The morning light across her face almost chiaroscuro. I steal glances at her eating bacon: the muscles of her jaw change the contours of her face -- splashes of light roll up and back from her temple, and below her ear. She's splendid, a Dutch-sized woman with strongly marked features; and she eats with some ferocity. Her breakfast companion is slight: heavily bearded but otherwise rather anemic and wan. Perhaps she'll finish her meal by eating him up.

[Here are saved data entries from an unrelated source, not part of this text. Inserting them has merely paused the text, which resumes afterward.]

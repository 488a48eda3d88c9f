use serde::{Deserialize, Serialize};
use shardline_common::types::{
    self, ValidationError,
    shard::{HashKey, SequenceNumber, ShardId},
};

#[derive(Debug, Clone, PartialEq, Eq, Serialize, Deserialize)]
#[serde(rename_all = "PascalCase")]
pub struct HashKeyRange {
    /// Lowest hash key owned by the shard, as a decimal string.
    pub starting_hash_key: HashKey,
    /// Highest hash key owned by the shard, as a decimal string.
    pub ending_hash_key: HashKey,
}

impl TryFrom<HashKeyRange> for types::shard::HashKeyRange {
    type Error = ValidationError;

    fn try_from(value: HashKeyRange) -> Result<Self, Self::Error> {
        Self::new(value.starting_hash_key, value.ending_hash_key)
    }
}

impl From<types::shard::HashKeyRange> for HashKeyRange {
    fn from(value: types::shard::HashKeyRange) -> Self {
        Self {
            starting_hash_key: value.starting(),
            ending_hash_key: value.ending(),
        }
    }
}

#[derive(Debug, Clone, PartialEq, Eq, Serialize, Deserialize)]
#[serde(rename_all = "PascalCase")]
pub struct SequenceNumberRange {
    pub starting_sequence_number: SequenceNumber,
    /// Absent while the shard is open.
    #[serde(default, skip_serializing_if = "Option::is_none")]
    pub ending_sequence_number: Option<SequenceNumber>,
}

impl TryFrom<SequenceNumberRange> for types::shard::SequenceNumberRange {
    type Error = ValidationError;

    fn try_from(value: SequenceNumberRange) -> Result<Self, Self::Error> {
        Self::new(value.starting_sequence_number, value.ending_sequence_number)
    }
}

impl From<types::shard::SequenceNumberRange> for SequenceNumberRange {
    fn from(value: types::shard::SequenceNumberRange) -> Self {
        Self {
            starting_sequence_number: value.starting().clone(),
            ending_sequence_number: value.ending().cloned(),
        }
    }
}

#[derive(Debug, Clone, PartialEq, Eq, Serialize, Deserialize)]
#[serde(rename_all = "PascalCase")]
pub struct Shard {
    pub shard_id: ShardId,
    /// Shard this one was split from, or the first of two merged shards.
    #[serde(default, skip_serializing_if = "Option::is_none")]
    pub parent_shard_id: Option<ShardId>,
    /// Second parent when this shard is the result of a merge.
    #[serde(default, skip_serializing_if = "Option::is_none")]
    pub adjacent_parent_shard_id: Option<ShardId>,
    pub hash_key_range: HashKeyRange,
    pub sequence_number_range: SequenceNumberRange,
}

impl TryFrom<Shard> for types::shard::Shard {
    type Error = ValidationError;

    fn try_from(value: Shard) -> Result<Self, Self::Error> {
        let Shard {
            shard_id,
            parent_shard_id,
            adjacent_parent_shard_id,
            hash_key_range,
            sequence_number_range,
        } = value;

        Ok(Self {
            shard_id,
            parent_shard_id,
            adjacent_parent_shard_id,
            hash_key_range: hash_key_range.try_into()?,
            sequence_number_range: sequence_number_range.try_into()?,
        })
    }
}

impl From<types::shard::Shard> for Shard {
    fn from(value: types::shard::Shard) -> Self {
        let types::shard::Shard {
            shard_id,
            parent_shard_id,
            adjacent_parent_shard_id,
            hash_key_range,
            sequence_number_range,
        } = value;

        Self {
            shard_id,
            parent_shard_id,
            adjacent_parent_shard_id,
            hash_key_range: hash_key_range.into(),
            sequence_number_range: sequence_number_range.into(),
        }
    }
}

#[cfg(test)]
mod tests {
    use super::*;

    #[test]
    fn open_shard_wire_shape() {
        let json = r#"{
            "ShardId": "shardId-000000000001",
            "ParentShardId": "shardId-000000000000",
            "HashKeyRange": {
                "StartingHashKey": "0",
                "EndingHashKey": "340282366920938463463374607431768211455"
            },
            "SequenceNumberRange": { "StartingSequenceNumber": "42" }
        }"#;
        let wire: Shard = serde_json::from_str(json).unwrap();
        let shard = types::shard::Shard::try_from(wire.clone()).unwrap();
        assert!(shard.is_open());
        assert_eq!(shard.hash_key_range, types::shard::HashKeyRange::FULL);
        assert_eq!(Shard::from(shard), wire);
    }

    #[test]
    fn reversed_hash_range_is_rejected_after_parsing() {
        let json = r#"{
            "ShardId": "s",
            "HashKeyRange": { "StartingHashKey": "9", "EndingHashKey": "1" },
            "SequenceNumberRange": { "StartingSequenceNumber": "0" }
        }"#;
        let wire: Shard = serde_json::from_str(json).unwrap();
        let err = types::shard::Shard::try_from(wire).unwrap_err();
        assert_eq!(err.field, "HashKeyRange");
    }
}
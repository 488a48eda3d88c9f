use std::{io, sync::Arc};

use shardline_common::types::{
    ValidationError,
    stream::{RetentionChange, StreamName, StreamStatus},
};

#[derive(Debug, Clone, thiserror::Error)]
#[error("stream `{stream}` not found")]
pub struct StreamNotFoundError {
    pub stream: StreamName,
}

#[derive(Debug, Clone, thiserror::Error)]
#[error("stream `{stream}` already exists")]
pub struct StreamAlreadyExistsError {
    pub stream: StreamName,
}

#[derive(Debug, Clone, thiserror::Error)]
#[error("stream `{stream}` is {status}, not ACTIVE")]
pub struct StreamNotActiveError {
    pub stream: StreamName,
    pub status: StreamStatus,
}

#[derive(Debug, Clone, thiserror::Error)]
#[error("account shard limit of {limit} would be exceeded: {requested} open shards requested")]
pub struct ShardLimitExceededError {
    pub limit: u32,
    pub requested: u64,
}

#[derive(Debug, Clone, thiserror::Error)]
#[error("stream `{stream}` would carry {requested} tags, above the limit of {limit}")]
pub struct TagLimitExceededError {
    pub stream: StreamName,
    pub limit: usize,
    pub requested: usize,
}

#[derive(Debug, Clone, thiserror::Error)]
#[error("cannot {change:?} retention of `{stream}` from {current}h to {requested}h")]
pub struct RetentionDirectionError {
    pub stream: StreamName,
    pub change: RetentionChange,
    pub current: u32,
    pub requested: u32,
}

#[derive(Debug, Clone, thiserror::Error)]
#[error(
    "target shard count {target} for `{stream}` must be between half and double \
     the current count of {current}"
)]
pub struct ScalingOutOfBoundsError {
    pub stream: StreamName,
    pub current: u32,
    pub target: u32,
}

#[derive(Debug, Clone, thiserror::Error)]
pub enum CreateStreamError {
    #[error(transparent)]
    Validation(#[from] ValidationError),
    #[error(transparent)]
    StreamAlreadyExists(#[from] StreamAlreadyExistsError),
    #[error(transparent)]
    ShardLimitExceeded(#[from] ShardLimitExceededError),
}

#[derive(Debug, Clone, thiserror::Error)]
pub enum DeleteStreamError {
    #[error(transparent)]
    StreamNotFound(#[from] StreamNotFoundError),
}

#[derive(Debug, Clone, thiserror::Error)]
pub enum DescribeStreamError {
    #[error(transparent)]
    Validation(#[from] ValidationError),
    #[error(transparent)]
    StreamNotFound(#[from] StreamNotFoundError),
}

#[derive(Debug, Clone, thiserror::Error)]
pub enum ListStreamsError {
    #[error(transparent)]
    Validation(#[from] ValidationError),
}

#[derive(Debug, Clone, thiserror::Error)]
pub enum UpdateRetentionError {
    #[error(transparent)]
    Validation(#[from] ValidationError),
    #[error(transparent)]
    StreamNotFound(#[from] StreamNotFoundError),
    #[error(transparent)]
    StreamNotActive(#[from] StreamNotActiveError),
    #[error(transparent)]
    RetentionDirection(#[from] RetentionDirectionError),
}

#[derive(Debug, Clone, thiserror::Error)]
pub enum UpdateShardCountError {
    #[error(transparent)]
    Validation(#[from] ValidationError),
    #[error(transparent)]
    StreamNotFound(#[from] StreamNotFoundError),
    #[error(transparent)]
    StreamNotActive(#[from] StreamNotActiveError),
    #[error(transparent)]
    ScalingOutOfBounds(#[from] ScalingOutOfBoundsError),
    #[error(transparent)]
    ShardLimitExceeded(#[from] ShardLimitExceededError),
}

#[derive(Debug, Clone, thiserror::Error)]
pub enum AddTagsError {
    #[error(transparent)]
    Validation(#[from] ValidationError),
    #[error(transparent)]
    StreamNotFound(#[from] StreamNotFoundError),
    #[error(transparent)]
    TagLimitExceeded(#[from] TagLimitExceededError),
}

#[derive(Debug, Clone, thiserror::Error)]
pub enum RemoveTagsError {
    #[error(transparent)]
    Validation(#[from] ValidationError),
    #[error(transparent)]
    StreamNotFound(#[from] StreamNotFoundError),
}

#[derive(Debug, Clone, thiserror::Error)]
pub enum ListTagsError {
    #[error(transparent)]
    Validation(#[from] ValidationError),
    #[error(transparent)]
    StreamNotFound(#[from] StreamNotFoundError),
}

#[derive(Debug, Clone, thiserror::Error)]
#[error("stream `{stream}` {problem}")]
pub struct InconsistentStreamError {
    pub stream: StreamName,
    pub problem: String,
}

#[derive(Debug, Clone, thiserror::Error)]
pub enum SnapshotError {
    #[error("snapshot io: {0}")]
    Io(Arc<io::Error>),
    #[error("snapshot format: {0}")]
    Format(Arc<serde_json::Error>),
    #[error("snapshot content: {0}")]
    Content(#[from] ValidationError),
    #[error("snapshot content: {0}")]
    Inconsistent(#[from] InconsistentStreamError),
}

impl From<io::Error> for SnapshotError {
    fn from(error: io::Error) -> Self {
        Self::Io(Arc::new(error))
    }
}

impl From<serde_json::Error> for SnapshotError {
    fn from(error: serde_json::Error) -> Self {
        Self::Format(Arc::new(error))
    }
}
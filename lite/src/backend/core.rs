use std::{collections::BTreeMap, sync::Arc};

use parking_lot::RwLock;
use shardline_common::{
    caps,
    types::{
        shard::{HashKeyRange, SequenceNumber, SequenceNumberRange, Shard, ShardId},
        stream::{StreamName, StreamStatus},
        tag::{TagKey, TagValue},
    },
};

use super::error::{StreamNotActiveError, StreamNotFoundError};

#[derive(Debug, Clone, Copy, PartialEq, Eq)]
pub struct BackendConfig {
    /// Open shards allowed across every stream.
    pub shard_limit: u32,
}

impl Default for BackendConfig {
    fn default() -> Self {
        Self {
            shard_limit: caps::DEFAULT_SHARD_LIMIT,
        }
    }
}

/// In-process stream service.
///
/// Clones share state, so one backend can serve any number of clients.
#[derive(Debug, Clone)]
pub struct Backend {
    pub(super) config: BackendConfig,
    pub(super) state: Arc<RwLock<State>>,
}

#[derive(Debug, Default)]
pub(super) struct State {
    pub streams: BTreeMap<StreamName, StreamMeta>,
}

impl State {
    pub fn stream(&self, name: &StreamName) -> Result<&StreamMeta, StreamNotFoundError> {
        self.streams.get(name).ok_or_else(|| StreamNotFoundError {
            stream: name.clone(),
        })
    }

    pub fn stream_mut(
        &mut self,
        name: &StreamName,
    ) -> Result<&mut StreamMeta, StreamNotFoundError> {
        self.streams.get_mut(name).ok_or_else(|| StreamNotFoundError {
            stream: name.clone(),
        })
    }

    pub fn open_shard_count(&self) -> u64 {
        self.streams
            .values()
            .map(|meta| meta.open_shard_count() as u64)
            .sum()
    }
}

#[derive(Debug, Clone, PartialEq, Eq)]
pub(super) struct StreamMeta {
    pub status: StreamStatus,
    pub retention_period_hours: u32,
    /// Every shard ever created, ordered by id. Closed shards stay listed.
    pub shards: Vec<Shard>,
    pub next_shard_index: u64,
    /// Sequence number handed to the next generation of shards.
    pub next_sequence_number: u128,
    pub tags: BTreeMap<TagKey, TagValue>,
}

impl StreamMeta {
    pub fn new(shard_count: u32) -> Self {
        let mut meta = Self {
            status: StreamStatus::Active,
            retention_period_hours: caps::DEFAULT_RETENTION_HOURS,
            shards: Vec::with_capacity(shard_count as usize),
            next_shard_index: 0,
            next_sequence_number: 0,
            tags: BTreeMap::new(),
        };
        let ranges = HashKeyRange::partition(shard_count);
        meta.open_generation(ranges.into_iter().map(|range| (range, None, None)));
        meta
    }

    pub fn open_shards(&self) -> impl Iterator<Item = &Shard> {
        self.shards.iter().filter(|shard| shard.is_open())
    }

    pub fn open_shard_count(&self) -> u32 {
        self.open_shards().count() as u32
    }

    pub fn ensure_active(&self, stream: &StreamName) -> Result<(), StreamNotActiveError> {
        if self.status == StreamStatus::Active {
            Ok(())
        } else {
            Err(StreamNotActiveError {
                stream: stream.clone(),
                status: self.status,
            })
        }
    }

    /// Appends one new open shard per entry, all starting at the same
    /// sequence number.
    pub fn open_generation(
        &mut self,
        shards: impl IntoIterator<Item = (HashKeyRange, Option<ShardId>, Option<ShardId>)>,
    ) {
        let starting = SequenceNumber::from(self.next_sequence_number);
        for (hash_key_range, parent_shard_id, adjacent_parent_shard_id) in shards {
            self.shards.push(Shard {
                shard_id: ShardId::from_index(self.next_shard_index),
                parent_shard_id,
                adjacent_parent_shard_id,
                hash_key_range,
                sequence_number_range: SequenceNumberRange::open(starting.clone()),
            });
            self.next_shard_index += 1;
        }
        self.next_sequence_number += 1;
    }
}
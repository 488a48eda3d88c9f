mod common;
mod control_plane;
mod sdk;
mod snapshot;
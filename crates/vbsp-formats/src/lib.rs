//! Header and lump directory decoder for Valve BSP map files
//!
#![allow(clippy::cast_possible_truncation)] // Intentional for binary format parsing
#![allow(clippy::cast_possible_wrap)] // Intentional for binary operations
#![allow(clippy::cast_lossless)] // Sometimes clearer than From
#![allow(clippy::doc_markdown)] // Lump names don't need backticks
#![allow(clippy::module_name_repetitions)] // Clear naming is preferred
//! A compiled Source engine map (`.bsp`) starts with a fixed 1036-byte header:
//! the `VBSP` identifier, a format version, a directory of 64 lumps and a map
//! revision counter. This crate decodes that header and reads individual lump
//! payloads on demand, without parsing the rest of the file.
//!
//! # Components
//!
//! - [`LumpEntry`]: one 16-byte directory record (offset, length, version, tag)
//! - [`lump_entry_offset`]: index to byte offset of a directory record
//! - [`BspHeader`]: full sequential decode with identifier check, plus
//!   [`read_entry_at`] for seeking straight to one record
//! - [`read_payload`]: the bytes a directory entry points at
//! - [`LumpId`]: canonical names for the 64 directory slots
//! - [`BspFile`]: a source paired with its decoded header
//!
//! Lump contents are never interpreted or decompressed.
//!
//! # Usage
//!
//! ```rust,no_run
//! use vbsp_formats::{BspFile, LumpId};
//!
//! # fn main() -> Result<(), Box<dyn std::error::Error>> {
//! let mut bsp = BspFile::open("maps/de_dust2.bsp")?;
//! println!("version {}", bsp.header().version());
//!
//! let entities = bsp.read_lump(LumpId::Entities)?;
//! println!("{}", String::from_utf8_lossy(&entities));
//! # Ok(())
//! # }
//! ```
//!
//! Reading a single directory entry without decoding the whole header:
//!
//! ```rust
//! use std::io::Cursor;
//! use vbsp_formats::{read_entry_at, BspError};
//!
//! let mut cursor = Cursor::new(vec![0u8; 1036]);
//! let entry = read_entry_at(&mut cursor, 40)?;
//! assert!(entry.is_empty());
//! # Ok::<(), BspError>(())
//! ```

#![warn(missing_docs)]

pub mod entry;
pub mod error;
pub mod file;
pub mod header;
pub mod lump_id;
pub mod offset;
pub mod payload;

// Test utilities module
#[cfg(test)]
#[allow(clippy::expect_used, clippy::unwrap_used)]
pub(crate) mod test_utils;

pub use entry::LumpEntry;
pub use error::{BspError, Result};
pub use file::BspFile;
pub use header::{BspHeader, read_entry_at, read_entry_for};
pub use lump_id::LumpId;
pub use offset::{
    HEADER_SIZE, LUMP_COUNT, LUMP_DIRECTORY_OFFSET, LUMP_ENTRY_SIZE, MAP_REVISION_OFFSET,
    VBSP_MAGIC, checked_index, lump_entry_offset,
};
pub use payload::read_payload;
//! Header layout constants and lump directory addressing
//!
//! ```text
//! 0     identifier   (4)
//! 4     version      (4)
//! 8     lump[0]      (16)
//! 24    lump[1]      (16)
//! ...
//! 1016  lump[63]     (16)
//! 1032  map_revision (4)
//! 1036  end of header
//! ```

use crate::error::{BspError, Result};

/// Little-endian `VBSP` read as a 32-bit integer
pub const VBSP_MAGIC: i32 = 0x5053_4256;

/// Number of entries in the lump directory
pub const LUMP_COUNT: usize = 64;

/// Size of one lump directory entry in bytes
pub const LUMP_ENTRY_SIZE: usize = 16;

/// Byte offset of the first directory entry (after identifier and version)
pub const LUMP_DIRECTORY_OFFSET: u64 = 8;

/// Byte offset of the map revision field
pub const MAP_REVISION_OFFSET: u64 = lump_entry_offset(LUMP_COUNT);

/// Total size of the fixed header in bytes
pub const HEADER_SIZE: usize = MAP_REVISION_OFFSET as usize + 4;

/// Absolute byte offset of directory entry `index` within the header.
///
/// Pure arithmetic: `8 + index * 16`. Callers must range-check `index`;
/// [`checked_index`] does that for untrusted input.
pub const fn lump_entry_offset(index: usize) -> u64 {
    LUMP_DIRECTORY_OFFSET + (index as u64) * (LUMP_ENTRY_SIZE as u64)
}

/// Validate a raw lump index against the directory bounds
pub fn checked_index(index: i64) -> Result<usize> {
    usize::try_from(index)
        .ok()
        .filter(|&i| i < LUMP_COUNT)
        .ok_or(BspError::OutOfRange(index))
}
//! Lump payload extraction

use crate::entry::LumpEntry;
use crate::error::{BspError, Result};
use std::io::{Read, Seek, SeekFrom};

/// Read the raw payload bytes described by `entry`.
///
/// Seeks to `entry.file_offset` and reads exactly `entry.file_length` bytes.
/// The bytes are returned as stored; compressed lumps are not expanded. A
/// zero-length entry yields an empty vector for any offset, including negative
/// offsets and offsets past the end of the source, without touching `reader`.
pub fn read_payload<R: Read + Seek>(reader: &mut R, entry: &LumpEntry) -> Result<Vec<u8>> {
    if entry.file_length == 0 {
        return Ok(Vec::new());
    }

    let range = entry.byte_range()?;
    let len = range.end - range.start;
    reader.seek(SeekFrom::Start(range.start))?;

    // Length is untrusted, no preallocation
    let mut data = Vec::new();
    reader.by_ref().take(len).read_to_end(&mut data)?;
    if (data.len() as u64) < len {
        return Err(BspError::Truncated {
            field: "lump payload",
        });
    }

    Ok(data)
}

#[cfg(test)]
#[allow(clippy::expect_used, clippy::unwrap_used, clippy::panic)]
mod tests {
    use super::*;
    use crate::header::BspHeader;
    use crate::lump_id::LumpId;
    use crate::offset::HEADER_SIZE;
    use crate::test_utils::map_with_payloads;
    use binrw::io::Cursor;
    use proptest::prelude::*;

    #[test]
    fn test_read_payload_from_map() {
        let entities = b"{\n\"classname\" \"worldspawn\"\n}\n\0";
        let planes = [7u8; 40];
        let data = map_with_payloads(
            20,
            1,
            &[
                (LumpId::Entities.index(), entities.as_slice()),
                (LumpId::Planes.index(), planes.as_slice()),
            ],
        );

        let header = BspHeader::from_bytes(&data).unwrap();
        let mut cursor = Cursor::new(&data);

        let got = read_payload(&mut cursor, header.lump(LumpId::Entities)).unwrap();
        assert_eq!(got, entities);
        let got = read_payload(&mut cursor, header.lump(LumpId::Planes)).unwrap();
        assert_eq!(got, planes);
    }

    #[test]
    fn test_zero_length_payload() {
        let data = map_with_payloads(20, 1, &[]);
        let mut cursor = Cursor::new(&data);

        let empty = LumpEntry::new(HEADER_SIZE as i32, 0, 0, 0);
        assert!(read_payload(&mut cursor, &empty).unwrap().is_empty());

        // Offset well past the end of the source
        let beyond = LumpEntry::new(1_000_000, 0, 0, 0);
        assert!(read_payload(&mut cursor, &beyond).unwrap().is_empty());
    }

    #[test]
    fn test_payload_past_end_is_truncated() {
        let data = map_with_payloads(20, 1, &[(0, b"abcd".as_slice())]);
        let mut cursor = Cursor::new(&data);

        let entry = LumpEntry::new(HEADER_SIZE as i32, 10, 0, 0);
        let err = read_payload(&mut cursor, &entry).unwrap_err();
        assert!(matches!(
            err,
            BspError::Truncated {
                field: "lump payload"
            }
        ));
    }

    #[test]
    fn test_negative_bounds_rejected() {
        let data = map_with_payloads(20, 1, &[]);
        let mut cursor = Cursor::new(&data);

        let err = read_payload(&mut cursor, &LumpEntry::new(-1, 4, 0, 0)).unwrap_err();
        assert!(matches!(err, BspError::InvalidLump { offset: -1, length: 4 }));
        let err = read_payload(&mut cursor, &LumpEntry::new(8, -4, 0, 0)).unwrap_err();
        assert!(matches!(err, BspError::InvalidLump { offset: 8, length: -4 }));
    }

    #[test]
    fn test_zero_length_at_negative_offset() {
        let mut cursor = Cursor::new([0u8; 16]);

        let got = read_payload(&mut cursor, &LumpEntry::new(-1, 0, 0, 0)).unwrap();
        assert!(got.is_empty());
        let got = read_payload(&mut cursor, &LumpEntry::new(i32::MIN, 0, 0, 0)).unwrap();
        assert!(got.is_empty());
        assert_eq!(cursor.position(), 0);
    }

    #[test]
    fn test_compressed_payload_returned_verbatim() {
        let raw = b"LZMA\x10\x00\x00\x00opaque";
        let data = map_with_payloads(20, 1, &[(LumpId::PakFile.index(), raw.as_slice())]);
        let mut header_entry = *BspHeader::from_bytes(&data).unwrap().lump(LumpId::PakFile);
        header_entry.four_cc = 0x414D_5A4C;

        let got = read_payload(&mut Cursor::new(&data), &header_entry).unwrap();
        assert_eq!(got, raw);
    }

    proptest! {
        #[test]
        fn payload_matches_source_bytes(
            source in prop::collection::vec(any::<u8>(), 1..512),
            start in 0usize..512,
            len in 0usize..512,
        ) {
            let start = start % source.len();
            let len = len % (source.len() - start + 1);
            let entry = LumpEntry::new(start as i32, len as i32, 0, 0);

            let got = read_payload(&mut Cursor::new(&source), &entry).unwrap();
            prop_assert_eq!(got.as_slice(), &source[start..start + len]);
        }
    }
}
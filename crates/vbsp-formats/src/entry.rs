//! Lump directory entry (16 bytes)

use crate::error::{BspError, Result};
use crate::offset::LUMP_ENTRY_SIZE;
use binrw::{BinRead, BinResult};
use std::io::{Read, Seek};
use std::ops::Range;

/// One record of the lump directory
///
/// Any four integers form a legal entry; nothing is validated on construction.
/// On disk the fields are little-endian `i32` in declaration order.
#[derive(Debug, Clone, Copy, PartialEq, Eq, Hash, Default)]
pub struct LumpEntry {
    /// Absolute offset of the payload within the file
    pub file_offset: i32,
    /// Payload length in bytes (0 for unused lumps)
    pub file_length: i32,
    /// Lump-specific format version
    pub version: i32,
    /// Lump-specific identification tag, 0 when uncompressed
    pub four_cc: i32,
}

impl LumpEntry {
    /// Create a new entry
    pub const fn new(file_offset: i32, file_length: i32, version: i32, four_cc: i32) -> Self {
        Self {
            file_offset,
            file_length,
            version,
            four_cc,
        }
    }

    /// Decode one entry from the current position of `reader`
    pub fn decode<R: Read>(reader: &mut R) -> Result<Self> {
        let mut buf = [0u8; LUMP_ENTRY_SIZE];
        reader
            .read_exact(&mut buf)
            .map_err(|e| BspError::from_read(e, "lump directory entry"))?;
        Ok(Self::from_le_bytes(buf))
    }

    /// Build an entry from its 16-byte on-disk form
    pub fn from_le_bytes(bytes: [u8; LUMP_ENTRY_SIZE]) -> Self {
        let field = |i: usize| {
            i32::from_le_bytes([bytes[i], bytes[i + 1], bytes[i + 2], bytes[i + 3]])
        };
        Self {
            file_offset: field(0),
            file_length: field(4),
            version: field(8),
            four_cc: field(12),
        }
    }

    /// Whether the lump carries no payload
    pub fn is_empty(&self) -> bool {
        self.file_length == 0
    }

    /// The tag as it appears in the file
    pub fn four_cc_bytes(&self) -> [u8; 4] {
        self.four_cc.to_le_bytes()
    }

    /// Whether the tag is set (payload is stored compressed by the map compiler)
    pub fn is_compressed(&self) -> bool {
        self.four_cc != 0
    }

    /// Absolute byte range of the payload
    ///
    /// Fails with [`BspError::InvalidLump`] if offset or length is negative.
    pub fn byte_range(&self) -> Result<Range<u64>> {
        let invalid = || BspError::InvalidLump {
            offset: self.file_offset,
            length: self.file_length,
        };
        let start = u64::try_from(self.file_offset).map_err(|_| invalid())?;
        let len = u64::try_from(self.file_length).map_err(|_| invalid())?;
        Ok(start..start + len)
    }
}

impl BinRead for LumpEntry {
    type Args<'a> = ();

    fn read_options<R: Read + Seek>(
        reader: &mut R,
        _endian: binrw::Endian,
        _args: Self::Args<'_>,
    ) -> BinResult<Self> {
        // Always little-endian regardless of the requested endian
        let mut buf = [0u8; LUMP_ENTRY_SIZE];
        reader.read_exact(&mut buf)?;
        Ok(Self::from_le_bytes(buf))
    }
}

Spring washing in: old maple flower tracked into the house and the car; new green on the trees. I'm reading César Aira's Ema, La Cautiva, and puzzling over it. After a vision of desolation and brutishness, crossing the pampas with horrible soldiers, we arrive at remote Pringles and find a wavering, fragile-feeling paradise. Aira clearly loves the country he grew up in. But disaster and the threat of violence hangs over everything. And the perpetually pregnant Ema, after all, is essentially a slave: she is susceptible to paradise only because she accepts everything so readily. So it's a disturbing book: one of those books that you take up reluctantly, when you're halfway through, because you don't think it's going to end well. I wish my Spanish was better: some of Aira's philosophical flights just leave me puzzled. And, sure as I am that South America holds wonders, am I really supposed to believe in a hundred-pound duck? Perplexities.
I get stronger, more solitary, more morose. It's a bit of a theme now, I guess. But I'm glad that Spring is here. I'm ready to shake off Winter and misanthropy.